クローン病

クローン病とは

クローン病クローン(Crohn)病は原因不明の腸管の炎症性疾患です。
クローン病は厚生労働省の難治性疾患克服研究事業の特定疾患のひとつに指定されています。潰瘍性大腸炎も含めて、炎症性腸疾患:IBD(inflammatory bowel disease)とも呼ばれます。
難病に指定されていますが、適切な治療をして症状を抑えることができれば、健康な人とほとんど変わらない日常生活を続けることが可能です。
クローン病は若年者に圧倒的に多いのが特徴です。
男性では20歳代、女性では10歳代に発病のピークがあります。
おおくは小腸や大腸などの消化管に炎症が起きる事で、びらんや潰瘍ができる原因不明の慢性の病気です。
主な症状としては、腹痛、下痢、血便、発熱、肛門付近の痛みや腫れ、体重減少などがあります。
また、さまざまな合併症が現れる事があります。

クローン病の原因

クローン病の原因は、根本的には不明です。
現時点ではっきりとした原因はわかっていませんが、遺伝的なおうさまざまな環境因子が作用し腸粘膜の免疫調整機構が障害されて炎症を生じると考えられています。

クローン病の症状

クローン病の症状全身のあらゆる消化管に、浮腫や潰瘍を形成することにより症状を引き起こします。
クローン病の症状は患者さまによってさまざまで、病気の状態によっても変わります。
症状としては、腹痛と下痢が最も高頻度に見られます(70-80%)。
そのほかには発熱や栄養障害や血便・貧血、関節炎、痔ろうなどが現れることもあります。

クローン病の検査方法

血液検査で特異的なマーカーなどは存在しません。

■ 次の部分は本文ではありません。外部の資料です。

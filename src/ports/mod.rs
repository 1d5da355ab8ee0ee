//! Port traits (interfaces)
//!
//! These traits define the boundaries between the codec and the audio
//! device drivers. Adapters implement these traits to connect to real hardware.

pub mod audio;

pub use audio::*;
//! Adapters: implementations of the audio ports
//!
//! - `cpal_audio`: real devices via cpal
//! - `mock_audio`: hand-driven in-memory devices for tests
//! - `loopback`: output wired straight into input through a ring buffer

pub mod cpal_audio;
pub mod loopback;
pub mod mock_audio;

pub use cpal_audio::{CpalAudioInput, CpalAudioOutput};
pub use loopback::{loopback, LoopbackInput, LoopbackOutput};
pub use mock_audio::{MockAudioInput, MockAudioOutput};
//! DTMF codec
//!
//! Frequency table, tone synthesis (symbols → audio) and tone recognition
//! (audio → debounced symbol events).

pub mod detector;
pub mod events;
pub mod recognizer;
pub mod synthesizer;
pub mod table;
pub mod tone_cell;

pub use detector::{tone_bins, BlockAssembler, BlockCandidate, Detector, DetectorSettings};
pub use events::{EventBus, EventSink};
pub use recognizer::ToneRecognizer;
pub use synthesizer::{render_sequence, ToneRenderer, ToneSynthesizer};
pub use table::{parse_symbols, DtmfSymbol, FrequencyPair};
pub use tone_cell::{ActiveTone, ToneCell};
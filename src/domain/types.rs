//! Core domain types

use serde::{Deserialize, Serialize};

use super::error::{DtmfError, DtmfResult};

/// Audio sample type (32-bit float, range -1.0 to 1.0)
pub type AudioSample = f32;

/// Sample rate and channel layout of an audio stream
#[derive(Debug, Clone, Copy, PartialEq, Eq, Serialize, Deserialize)]
pub struct StreamFormat {
    pub sample_rate: u32,
    pub channels: u16,
}

impl StreamFormat {
    pub fn new(sample_rate: u32, channels: u16) -> Self {
        Self {
            sample_rate,
            channels,
        }
    }

    /// Reject formats no processing can run on
    pub fn validate(self) -> DtmfResult<Self> {
        if self.sample_rate == 0 || self.channels == 0 {
            return Err(DtmfError::UnknownInputFormat {
                sample_rate: self.sample_rate,
                channels: self.channels,
            });
        }
        Ok(self)
    }
}

/// Information about an audio device
#[derive(Debug, Clone, Serialize, Deserialize)]
pub struct AudioDeviceInfo {
    pub id: String,
    pub name: String,
    pub is_input: bool,
    pub is_default: bool,
}
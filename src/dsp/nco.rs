//! Numerically Controlled Oscillator

use std::f64::consts::TAU;

/// Numerically Controlled Oscillator producing a sine at a retunable frequency.
///
/// Retuning only changes the phase increment, never the phase, so frequency
/// changes are phase-continuous.
pub struct Nco {
    phase: f64,
    phase_increment: f64,
    sample_rate: f64,
}

impl Nco {
    /// Create a new NCO with the given frequency and sample rate
    pub fn new(frequency: f64, sample_rate: f64) -> Self {
        Self {
            phase: 0.0,
            phase_increment: TAU * frequency / sample_rate,
            sample_rate,
        }
    }

    /// Set the oscillator frequency
    pub fn set_frequency(&mut self, frequency: f64) {
        self.phase_increment = TAU * frequency / self.sample_rate;
    }

    /// Get the current frequency
    pub fn frequency(&self) -> f64 {
        self.phase_increment * self.sample_rate / TAU
    }

    /// Current phase, always in `[0, 2π)`
    pub fn phase(&self) -> f64 {
        self.phase
    }

    /// Generate the next sample (sine)
    pub fn next_sin(&mut self) -> f32 {
        let sample = self.phase.sin() as f32;
        self.phase = wrap_phase(self.phase + self.phase_increment);
        sample
    }
}

/// Wrap into `[0, 2π)`. Modular, so increments larger than a full period
/// (frequency above the sample rate) still land in range.
fn wrap_phase(phase: f64) -> f64 {
    let wrapped = phase.rem_euclid(TAU);
    // rem_euclid can round up to exactly TAU for tiny negative inputs
    if wrapped >= TAU {
        0.0
    } else {
        wrapped
    }
}
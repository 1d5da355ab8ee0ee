//! Audio port traits

use crate::domain::{AudioDeviceInfo, AudioSample, DtmfResult, StreamFormat};

/// Callback receiving interleaved captured samples
pub type InputCallback = Box<dyn FnMut(&[AudioSample]) + Send + 'static>;

/// Callback filling an interleaved output buffer
pub type RenderCallback = Box<dyn FnMut(&mut [AudioSample]) + Send + 'static>;

/// Callback invoked from the driver when a running stream fails
pub type StreamErrorCallback = Box<dyn FnMut(String) + Send + 'static>;

/// Trait for audio input (capture from microphone)
///
/// Note: No `Send` bound. cpal::Stream is !Send, so implementations
/// must live on the thread that created them (the session thread).
pub trait AudioInput {
    /// List available input devices
    fn list_devices(&self) -> DtmfResult<Vec<AudioDeviceInfo>>;

    /// Format the device will deliver once started
    fn input_format(&self) -> DtmfResult<StreamFormat>;

    /// Start capturing audio, calling `callback` with interleaved samples
    /// in the format reported by `input_format`
    fn start(&mut self, callback: InputCallback, on_error: StreamErrorCallback) -> DtmfResult<()>;

    /// Stop capturing
    fn stop(&mut self) -> DtmfResult<()>;

    /// Check if currently capturing
    fn is_running(&self) -> bool;
}

/// Trait for audio output (playback to speaker)
pub trait AudioOutput {
    /// List available output devices
    fn list_devices(&self) -> DtmfResult<Vec<AudioDeviceInfo>>;

    /// Start playback in `format`, calling `callback` to fill interleaved frames
    fn start(
        &mut self,
        format: StreamFormat,
        callback: RenderCallback,
        on_error: StreamErrorCallback,
    ) -> DtmfResult<()>;

    /// Stop playback
    fn stop(&mut self) -> DtmfResult<()>;

    /// Check if currently playing
    fn is_running(&self) -> bool;
}

/// Creates a fresh input port for each recognition session
pub type InputFactory = std::sync::Arc<dyn Fn() -> Box<dyn AudioInput> + Send + Sync>;

/// Creates a fresh output port for each playback session
pub type OutputFactory = std::sync::Arc<dyn Fn() -> Box<dyn AudioOutput> + Send + Sync>;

ですので、消化管の造影検査や胃カメラ検査・大腸カメラ検査を中心に行っていきます。
海外ではカプセル内視鏡も使用しますが、日本では認可されていません。
クローン病はしばしば腸管に狭窄(狭いところ)を形成しますので、カプセル内視鏡が通過できないことがあるためです。

クローン病の治療法

治療の3本柱は、薬物療法、栄養療法、外科的治療(手術)です。

薬物療法

薬物療法主に軽症の場合は一部のステロイドや炎症抑制薬が用いられ、炎症が強い場合には、炎症抑制作用が強いステロイドが用いられます。
免疫調節薬(免疫を抑制するプリン拮抗薬など)、生物学的製剤である抗体製剤などが用いられることもあります。

炎症抑制薬

腸の炎症を抑える働きがあります。

ステロイド

一部のステロイドは強力な炎症抑制作用を示す薬剤です。

免疫調節薬

クローン病には過剰な免疫反応が関係していると考えられています。
この薬は免疫反応を抑制するものです。
薬剤の濃度が安定するまで数ヵ月かかる場合がありますが、活動期の症状を寛解に導く効果と寛解を維持する効果、ステロイドの使用量を減らす効果があります。

抗体製剤

クローン病で過剰に増加する体内物質は、腸の炎症を引き起こす原因の1つと考えられています。
これらの働きを抑え、炎症を軽減させる薬です。

栄養療法

食事からの刺激を減らして腸の炎症を鎮めつつ、栄養状態を改善していくために、栄養剤を投与する治療方法です。
経腸栄養療法と完全静脈栄養療法の2種類があります。

経腸栄養療法

液体の栄養剤を口から服用するか、鼻からチューブを入れて投与します。消化の過程を必要としない消化態栄養剤・成分栄養剤と、消化の過程を必要とする半消化態栄養剤があります。

完全静脈栄養療法

重度の狭窄がある場合、広範囲な小腸病変が存在する場合、経腸栄養療法を行えない場合などに用いられます。太い静脈にカテーテルを留置して高濃度の栄養輸液を投与します。

外科的治療

内科的治療では十分な効果が得られず、社会生活が困難なときには手術が必要となります。
日本では、発症後5年で約30%、10年で約70%の患者さまが何らかの手術を受けています。
クローン病は病変部を取り除いても再発しやすいため、できるだけ腸を残すような術式がとられます。

血球成分吸着除去療法

血液を腕の静脈から体外に取り出し、特殊な筒(カラム)に血液を通過させることにより炎症を起こしている血液成分(主に血球成分)を吸着させて取り除き、また血液を戻す治療法が行われることもあります。

内視鏡的バルーン拡張術

狭窄を起こした腸管まで内視鏡が到達する場合には、内視鏡を用いてバルーン(風船)で狭窄を広げることもあります。